Figure 3.

PFDN1 knockdown inhibits TGF-β1-mediated EMT and cell motility in lung cancer cells. (a) Stable PFDN1-knockdown A549 cells were generated by lentivirus infection. PFDN1 was examined by immunoblotting. (b and c) PFDN1 knockdown inhibited TGF-β1-induced EMT. PFDN1-knockdown A549 cells were treated with TGF-β1 (2 ng/ml) for 48 h. Cell morphology (b) and levels of N-cadherin and E-cadherin (c) were examined. (d) Cell migration was assessed by a transwell assay.
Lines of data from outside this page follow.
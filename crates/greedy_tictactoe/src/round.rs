//! One round of play, from an empty board to a terminal state.

use crate::error::MoveError;
use crate::{Board, Mark, rules};
use serde::{Deserialize, Serialize};
use tracing::{info, instrument};

/// Status of a round.
#[derive(Debug, Clone, Copy, PartialEq, Eq, Hash, Serialize, Deserialize)]
pub enum RoundStatus {
    /// Moves can still be made.
    InProgress,
    /// The human completed a line.
    HumanWon,
    /// The computer completed a line.
    ComputerWon,
    /// The board filled up with no line completed.
    Draw,
}

impl RoundStatus {
    /// Whether the round has ended.
    pub fn is_terminal(self) -> bool {
        self != RoundStatus::InProgress
    }

    /// The winning side, if the round ended in a win.
    pub fn winner(self) -> Option<Mark> {
        match self {
            RoundStatus::HumanWon => Some(Mark::Human),
            RoundStatus::ComputerWon => Some(Mark::Computer),
            RoundStatus::InProgress | RoundStatus::Draw => None,
        }
    }

    fn won_by(mark: Mark) -> Self {
        match mark {
            Mark::Human => RoundStatus::HumanWon,
            Mark::Computer => RoundStatus::ComputerWon,
        }
    }
}

/// A placement made during a round.
#[derive(Debug, Clone, Copy, PartialEq, Eq, Hash, Serialize, Deserialize)]
pub struct Move {
    /// Side that moved.
    pub mark: Mark,
    /// Board index (0-8).
    pub index: usize,
}

/// Board plus status and history for a single round.
///
/// The human always moves first. Turns alternate after every accepted
/// placement until the status becomes terminal.
#[derive(Debug, Clone, PartialEq, Eq)]
pub struct Round {
    board: Board,
    status: RoundStatus,
    history: Vec<Move>,
}

impl Round {
    /// Starts a round on an empty board.
    pub fn new() -> Self {
        Self {
            board: Board::new(),
            status: RoundStatus::InProgress,
            history: Vec::new(),
        }
    }

    /// Returns the board.
    pub fn board(&self) -> &Board {
        &self.board
    }

    /// Returns the round status.
    pub fn status(&self) -> RoundStatus {
        self.status
    }

    /// Side expected to move next.
    pub fn to_move(&self) -> Mark {
        self.board.turn()
    }

    /// Placements so far, oldest first.
    pub fn history(&self) -> &[Move] {
        &self.history
    }

    /// Places the mark of the side to move at `index`.
    ///
    /// # Errors
    ///
    /// Returns [`MoveError::RoundOver`] once the round is terminal, or the
    /// board's own error for an invalid index. Nothing changes on error.
    #[instrument(skip(self), fields(mark = %self.board.turn()))]
    pub fn play(&mut self, index: usize) -> Result<RoundStatus, MoveError> {
        if self.status.is_terminal() {
            return Err(MoveError::RoundOver);
        }

        let mark = self.board.turn();
        self.board.place(index, mark)?;
        self.history.push(Move { mark, index });
        self.update_status(mark);

        if self.status.is_terminal() {
            info!(
                status = ?self.status,
                line = ?rules::winning_line(&self.board, mark),
                moves = self.history.len(),
                "Round finished"
            );
        } else {
            self.board.pass_turn();
        }
        Ok(self.status)
    }

    /// Returns to an empty board with the human to move.
    pub fn reset(&mut self) {
        self.board.reset();
        self.status = RoundStatus::InProgress;
        self.history.clear();
    }

    /// Only the side that just moved can have completed a line.
    fn update_status(&mut self, mover: Mark) {
        if self.board.is_winner(mover) {
            self.status = RoundStatus::won_by(mover);
        } else if self.board.is_full() {
            self.status = RoundStatus::Draw;
        }
    }
}

impl Default for Round {
    fn default() -> Self {
        Self::new()
    }
}
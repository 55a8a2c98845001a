//! Greedy Tic-Tac-Toe - interactive game
//!
//! The human plays X against the greedy computer O in the terminal.

#![warn(missing_docs)]

use anyhow::{Context, Result};
use clap::Parser;
use greedy_tictactoe::{HeuristicPlayer, Mark};
use greedy_tictactoe_cli::{Cli, GameConfig, Messages, Session};
use rand::SeedableRng;
use rand::rngs::StdRng;
use std::io;
use tracing::info;
use tracing_subscriber::EnvFilter;

fn main() -> Result<()> {
    // Load .env file
    dotenvy::dotenv().ok();

    let cli = Cli::parse();

    // Logs go to stderr so they never interleave with the board on stdout.
    tracing_subscriber::fmt()
        .with_env_filter(
            EnvFilter::try_from_default_env().unwrap_or_else(|_| EnvFilter::new("warn")),
        )
        .with_writer(io::stderr)
        .init();

    let config = GameConfig::load(&cli.config)
        .with_context(|| format!("Failed to load {}", cli.config.display()))?
        .with_overrides(cli.language, cli.seed, cli.no_guide);
    info!(?config, "Starting greedy tic-tac-toe");

    let rng = match config.seed() {
        Some(seed) => StdRng::seed_from_u64(*seed),
        None => StdRng::from_os_rng(),
    };
    let messages = Messages::new(*config.language());
    let computer = HeuristicPlayer::new(messages.computer_name(), Mark::Computer, rng);

    let stdin = io::stdin();
    let stdout = io::stdout();
    let mut session = Session::new(stdin.lock(), stdout.lock(), &config, computer);
    session.run()?;

    Ok(())
}
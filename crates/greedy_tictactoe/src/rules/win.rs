//! Win detection logic for tic-tac-toe.

use crate::{Board, Mark, Position, Square};
use strum::IntoEnumIterator;

/// Every line that wins when held by one side.
pub const LINES: [[Position; 3]; 8] = [
    // Rows
    [Position::TopLeft, Position::TopCenter, Position::TopRight],
    [Position::MiddleLeft, Position::Center, Position::MiddleRight],
    [Position::BottomLeft, Position::BottomCenter, Position::BottomRight],
    // Columns
    [Position::TopLeft, Position::MiddleLeft, Position::BottomLeft],
    [Position::TopCenter, Position::Center, Position::BottomCenter],
    [Position::TopRight, Position::MiddleRight, Position::BottomRight],
    // Diagonals
    [Position::TopLeft, Position::Center, Position::BottomRight],
    [Position::TopRight, Position::Center, Position::BottomLeft],
];

/// Returns the first line held entirely by `mark`.
pub fn winning_line(board: &Board, mark: Mark) -> Option<[Position; 3]> {
    let held = Some(Square::Occupied(mark));
    LINES
        .into_iter()
        .find(|line| line.iter().all(|pos| board.get(pos.to_index()) == held))
}

/// Checks whether `mark` holds a complete line.
///
/// Each side is checked on its own; a board where both sides hold a
/// line reports `true` for both.
pub fn is_winner(board: &Board, mark: Mark) -> bool {
    winning_line(board, mark).is_some()
}

/// Returns the side holding a complete line, checking the human first.
pub fn winner(board: &Board) -> Option<Mark> {
    Mark::iter().find(|&mark| is_winner(board, mark))
}
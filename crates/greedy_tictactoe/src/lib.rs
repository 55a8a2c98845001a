//! Greedy tic-tac-toe - pure game logic
//!
//! A 3x3 board, win and draw rules, a round state machine, and a greedy
//! one-ply computer opponent. No I/O happens here; a driver owns a
//! [`Round`] and asks a [`Strategy`] for the computer's moves.
//!
//! # Example
//!
//! ```
//! use greedy_tictactoe::{Board, Mark, Tier, decide};
//! use rand::SeedableRng;
//! use rand::rngs::StdRng;
//!
//! let mut board = Board::new();
//! board.place(0, Mark::Computer).unwrap();
//! board.place(1, Mark::Computer).unwrap();
//!
//! let mut rng = StdRng::seed_from_u64(7);
//! let decision = decide(&board, Mark::Computer, Mark::Human, &mut rng).unwrap();
//! assert_eq!(decision.index, 2);
//! assert_eq!(decision.tier, Tier::Win);
//! ```

#![warn(missing_docs)]
#![forbid(unsafe_code)]

mod error;
mod policy;
mod position;
mod round;
mod types;

pub mod rules;

pub use error::{MoveError, PolicyError};
pub use policy::{Decision, FirstAvailable, HeuristicPlayer, Strategy, Tier, choose_move, decide};
pub use position::Position;
pub use round::{Move, Round, RoundStatus};
pub use types::{Board, Mark, Square};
A representative morphology image is shown (upper) and the number of migrated cells per field was determined (lower). (e and f) PFDN1 knockdown inhibited TGF-β1-induced cell migration. Cells were treated with TGF-β1 (2 ng/ml) for the time indicated, the migration of A549 cells was detected by a wound-healing assay (e), and the statistical analysis was assessed to show the migration rate (f). (g) PFDN1 knockdown inhibited anchorage-independent growth in A549 cells, as detected by colony formation in a soft agar assay. A representative image of cell morphology is shown (upper) and number of colonies per 35-mm dish was determined (lower).